_Material provided:_
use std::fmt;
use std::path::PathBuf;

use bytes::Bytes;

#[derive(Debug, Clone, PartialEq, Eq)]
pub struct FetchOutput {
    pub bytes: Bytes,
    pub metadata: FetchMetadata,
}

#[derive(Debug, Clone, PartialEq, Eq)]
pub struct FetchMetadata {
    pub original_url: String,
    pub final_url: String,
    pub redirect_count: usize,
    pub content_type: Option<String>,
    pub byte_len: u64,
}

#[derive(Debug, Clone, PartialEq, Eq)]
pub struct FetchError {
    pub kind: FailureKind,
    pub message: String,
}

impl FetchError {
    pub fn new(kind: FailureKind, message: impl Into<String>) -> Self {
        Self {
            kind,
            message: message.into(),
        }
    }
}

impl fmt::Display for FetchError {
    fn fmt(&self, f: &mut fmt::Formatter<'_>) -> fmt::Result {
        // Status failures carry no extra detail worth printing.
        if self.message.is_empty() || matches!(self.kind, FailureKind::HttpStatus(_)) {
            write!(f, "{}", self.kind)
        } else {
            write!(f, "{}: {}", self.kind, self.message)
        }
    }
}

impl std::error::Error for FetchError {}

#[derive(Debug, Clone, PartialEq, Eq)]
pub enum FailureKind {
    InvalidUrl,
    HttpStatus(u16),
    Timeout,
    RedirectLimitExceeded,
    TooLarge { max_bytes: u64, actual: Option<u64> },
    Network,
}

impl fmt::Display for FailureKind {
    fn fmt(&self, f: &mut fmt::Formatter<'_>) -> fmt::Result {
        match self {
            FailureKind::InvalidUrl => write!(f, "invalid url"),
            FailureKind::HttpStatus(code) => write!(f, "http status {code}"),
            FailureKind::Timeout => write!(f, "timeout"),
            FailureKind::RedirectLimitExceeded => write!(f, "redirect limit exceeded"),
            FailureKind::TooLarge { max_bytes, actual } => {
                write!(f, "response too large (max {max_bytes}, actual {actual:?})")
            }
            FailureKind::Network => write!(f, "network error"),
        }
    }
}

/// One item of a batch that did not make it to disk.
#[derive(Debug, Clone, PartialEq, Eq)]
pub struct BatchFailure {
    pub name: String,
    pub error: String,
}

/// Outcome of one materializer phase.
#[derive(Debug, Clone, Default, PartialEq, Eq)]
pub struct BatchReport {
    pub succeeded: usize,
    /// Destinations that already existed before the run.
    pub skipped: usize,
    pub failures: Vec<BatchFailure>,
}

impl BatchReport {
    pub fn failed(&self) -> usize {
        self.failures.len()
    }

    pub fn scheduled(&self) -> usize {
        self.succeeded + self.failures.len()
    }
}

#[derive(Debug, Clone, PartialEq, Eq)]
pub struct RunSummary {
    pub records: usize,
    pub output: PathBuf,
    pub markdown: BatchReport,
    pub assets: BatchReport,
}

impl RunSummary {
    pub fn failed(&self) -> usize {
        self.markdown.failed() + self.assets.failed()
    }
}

_Aim of the exercise:_ All records shown above are to be reproduced without any alteration.

_Output of the exercise:_
use std::fmt;
use std::path::PathBuf;

use bytes::Bytes;

#[derive(Debug, Clone, PartialEq, Eq)]
pub struct FetchOutput {
    pub bytes: Bytes,
    pub metadata: FetchMetadata,
}

#[derive(Debug, Clone, PartialEq, Eq)]
pub struct FetchMetadata {
    pub original_url: String,
    pub final_url: String,
    pub redirect_count: usize,
    pub content_type: Option<String>,
    pub byte_len: u64,
}

#[derive(Debug, Clone, PartialEq, Eq)]
pub struct FetchError {
    pub kind: FailureKind,
    pub message: String,
}

impl FetchError {
    pub fn new(kind: FailureKind, message: impl Into<String>) -> Self {
        Self {
            kind,
            message: message.into(),
        }
    }
}

impl fmt::Display for FetchError {
    fn fmt(&self, f: &mut fmt::Formatter<'_>) -> fmt::Result {
        // Status failures carry no extra detail worth printing.
        if self.message.is_empty() || matches!(self.kind, FailureKind::HttpStatus(_)) {
            write!(f, "{}", self.kind)
        } else {
            write!(f, "{}: {}", self.kind, self.message)
        }
    }
}

impl std::error::Error for FetchError {}

#[derive(Debug, Clone, PartialEq, Eq)]
pub enum FailureKind {
    InvalidUrl,
    HttpStatus(u16),
    Timeout,
    RedirectLimitExceeded,
    TooLarge { max_bytes: u64, actual: Option<u64> },
    Network,
}

impl fmt::Display for FailureKind {
    fn fmt(&self, f: &mut fmt::Formatter<'_>) -> fmt::Result {
        match self {
            FailureKind::InvalidUrl => write!(f, "invalid url"),
            FailureKind::HttpStatus(code) => write!(f, "http status {code}"),
            FailureKind::Timeout => write!(f, "timeout"),
            FailureKind::RedirectLimitExceeded => write!(f, "redirect limit exceeded"),
            FailureKind::TooLarge { max_bytes, actual } => {
                write!(f, "response too large (max {max_bytes}, actual {actual:?})")
            }
            FailureKind::Network => write!(f, "network error"),
        }
    }
}

/// One item of a batch that did not make it to disk.
#[derive(Debug, Clone, PartialEq, Eq)]
pub struct BatchFailure {
    pub name: String,
    pub error: String,
}

/// Outcome of one materializer phase.
#[derive(Debug, Clone, Default, PartialEq, Eq)]
pub struct BatchReport {
    pub succeeded: usize,
    /// Destinations that already existed before the run.
    pub skipped: usize,
    pub failures: Vec<BatchFailure>,
}

impl BatchReport {
    pub fn failed(&self) -> usize {
        self.failures.len()
    }

    pub fn scheduled(&self) -> usize {
        self.succeeded + self.failures.len()
    }
}

#[derive(Debug, Clone, PartialEq, Eq)]
pub struct RunSummary {
    pub records: usize,
    pub output: PathBuf,
    pub markdown: BatchReport,
    pub assets: BatchReport,
}

impl RunSummary {
    pub fn failed(&self) -> usize {
        self.markdown.failed() + self.assets.failed()
    }
}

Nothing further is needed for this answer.